St. James desdobló una hoja de papel, la leyó, apartó y volvió a coger.
—¿No era una elección lógica por su parte hablar de lo moral enfrentado a lo justo? ¿No era una forma de esquivar el bulto, enzarzar a sus compañeros de religión en discusiones absurdas?
—Eso pensaba el secretario de Glennaven.
—¿O se encontraba en un dilema? —Lynley dedicó a la oración un segundo vistazo— «… salvará su alma inmortal».
—Aquí hay algo —dijo St. James—. Hay una fecha en la parte de arriba. Solo pone once, pero el papel parece reciente, y podría coincidir con alguna de sus visitas a Londres.
Se lo dio.
Lynley leyó las palabras garrapateadas.
—De Charing Cross a Sevenoaks, High Street a la izquierda hasta… Parecen direcciones, St. James.
—¿Coincide la fecha con alguna de las visitas a Londres?
Lynley consultó la agenda.
—Con la primera. El 11 de octubre, donde consta el nombre Kate.
—Quizá fue a verla. Quizá la visita desencadenó los demás viajes. A Servicios Sociales. Incluso a… ¿Cuál era aquel nombre de diciembre?
—Yanapapoulis.
St. James lanzó un rápido vistazo a Polly Yarkin.
—Cualquiera de esas visitas habría podido servir de instigación.
Todo eran conjeturas, globos llenos de aire, y Lynley lo sabía. Cada entrevista, dato, conversación o paso en la investigación empujaba sus pensamientos en una nueva dirección. Carecían de pruebas de peso, y por lo que había podido ver, y a menos que alguien las hubiera eliminado, no habían existido pruebas de peso en ningún momento. Ningún arma abandonada en el lugar del crimen, ninguna huella dactilar acusadora, ni un cabello. No existía nada, de hecho, que relacionara al presunto asesino con su víctima, salvo una llamada telefónica que Maggie había escuchado, corroborada sin saberlo por Polly, y una cena tras la cual enfermaron los dos comensales.

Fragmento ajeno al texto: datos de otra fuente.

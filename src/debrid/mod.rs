use std::{collections::HashMap, net::IpAddr, sync::Arc};

use async_trait::async_trait;

use crate::{
    app_state::AppError,
    config::Settings,
    kv::KvCache,
    torrent_item::{ProviderTag, StreamQuery},
    user_config::{ServiceTag, UserConfig},
};

pub mod alldebrid;
pub mod client;
pub mod premiumize;
pub mod realdebrid;
pub mod token_manager;
pub mod torbox;

pub use alldebrid::AllDebrid;
pub use client::DebridHttp;
pub use premiumize::Premiumize;
pub use realdebrid::RealDebrid;
pub use torbox::Torbox;

/// Per-provider availability manifests, tagged so the smart container can
/// dispatch on shape.
#[derive(Debug)]
pub enum AvailabilityResponse {
    RealDebrid(HashMap<String, realdebrid::RdHashEntry>),
    AllDebrid(Vec<alldebrid::AdMagnet>),
    Torbox(HashMap<String, torbox::TbCachedEntry>),
    Premiumize {
        hashes: Vec<String>,
        cached: Vec<bool>,
    },
}

/// Common provider contract. `bulk_availability` is idempotent and returns
/// an empty manifest for empty input; `get_stream_link` returns the
/// not-cached sentinel URL instead of erroring while a torrent warms up.
#[async_trait]
pub trait DebridProvider: Send + Sync {
    fn tag(&self) -> ProviderTag;

    async fn bulk_availability(
        &self,
        hashes: &[String],
        ip: Option<IpAddr>,
    ) -> Result<AvailabilityResponse, AppError>;

    /// Adds the torrent and selects its files without waiting for a link.
    /// Used by the `DL` pre-caching path.
    async fn add_magnet_or_torrent_and_select(
        &self,
        query: &StreamQuery,
        ip: Option<IpAddr>,
    ) -> Result<(), AppError>;

    async fn get_stream_link(
        &self,
        query: &StreamQuery,
        ip: Option<IpAddr>,
    ) -> Result<String, AppError>;
}

/// Builds the provider for a service tag from the user's tokens (or the
/// deployment's shared account). `DL` resolves to the configured default
/// download provider.
pub fn get_debrid_service(
    settings: &'static Settings,
    http: &'static DebridHttp,
    kv: &KvCache,
    config: &UserConfig,
    service: ServiceTag,
) -> Result<Arc<dyn DebridProvider>, AppError> {
    let service = match service {
        ServiceTag::Download => settings.download_service,
        service => service,
    };
    match service {
        ServiceTag::Rd => Ok(Arc::new(RealDebrid::new(settings, http, kv.clone(), config)?)),
        ServiceTag::Ad => Ok(Arc::new(AllDebrid::new(settings, http, config)?)),
        ServiceTag::Tb => Ok(Arc::new(Torbox::new(settings, http, config)?)),
        ServiceTag::Pm => Err(AppError::bad_request(
            "Premiumize playback resolution is not supported",
        )),
        ServiceTag::Download => Err(AppError::internal_error(
            "download service resolves to itself",
        )),
    }
}

/// Every provider the user has credentials for, in availability-check order.
pub fn configured_providers(
    settings: &'static Settings,
    http: &'static DebridHttp,
    kv: &KvCache,
    config: &UserConfig,
) -> Vec<Arc<dyn DebridProvider>> {
    let mut providers: Vec<Arc<dyn DebridProvider>> = Vec::new();
    if config.rd_token.is_some() || settings.rd_unique_token.is_some() {
        match RealDebrid::new(settings, http, kv.clone(), config) {
            Ok(provider) => providers.push(Arc::new(provider)),
            Err(e) => tracing::warn!("RealDebrid is configured but unusable: {e}"),
        }
    }
    if config.ad_token.is_some() || settings.ad_unique_token.is_some() {
        match AllDebrid::new(settings, http, config) {
            Ok(provider) => providers.push(Arc::new(provider)),
            Err(e) => tracing::warn!("AllDebrid is configured but unusable: {e}"),
        }
    }
    if config.tb_token.is_some() || settings.tb_unique_token.is_some() {
        match Torbox::new(settings, http, config) {
            Ok(provider) => providers.push(Arc::new(provider)),
            Err(e) => tracing::warn!("Torbox is configured but unusable: {e}"),
        }
    }
    if let Some(api_key) = &settings.pm_api_key {
        providers.push(Arc::new(Premiumize::new(http, api_key.clone())));
    }
    providers
}

/// Shared-account deployments must keep the playback proxy on; otherwise
/// every player would stream straight off one account and get it banned.
pub(crate) fn ensure_proxied(settings: &Settings, provider: &'static str) -> Result<(), AppError> {
    if !settings.proxied_link {
        tracing::warn!("{provider}: shared account is enabled but the playback proxy is off");
        return Err(AppError::internal_error(format!(
            "{provider}: proxied playback is required for the shared account"
        )));
    }
    Ok(())
}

Lynley sabía que St. James y él estaban empeñados en tejer un tapiz de culpabilidad a partir de hilos finísimos. Aquello no le gustaba, ni tampoco las señales de interés y curiosidad que Polly Yarkin trataba de disimular, a base de remover cajas de un sitio a otro y frotar la base de la lámpara con su manga para quitar manchas de polvo inexistentes.
—¿Fue a la encuesta? —le preguntó.
Polly retiró el brazo de las cercanías de la lámpara, como si la hubieran sorprendido portándose mal.
—¿Yo? Sí. Todo el mundo fue.
—¿Por qué? ¿Tenía que declarar?
—No.
—¿Entonces?
—Es que… Quería saber qué había pasado. Quería oír.
—¿Qué?
Polly alzó los hombros levemente, y luego los dejó caer.
—Lo que ella iba a decir. En cuanto me enteré de que el vicario había estado con ella aquella noche. Todo el mundo fue —repitió.
—¿Porque se trataba del vicario y una mujer? ¿O esa mujer en particular, Juliet Spence?
—No sé.
—¿Sobre usted, o sobre los demás?
Polly bajó la vista. Aquel simple movimiento fue suficiente para revelar a Lynley por qué les había llevado té, y por qué, después de servirlo, se había quedado en el estudio, removiendo cajas de cartón de un lado para otro, mientras contemplaba su registro de las posesiones personales del vicario mucho más tiempo del necesario.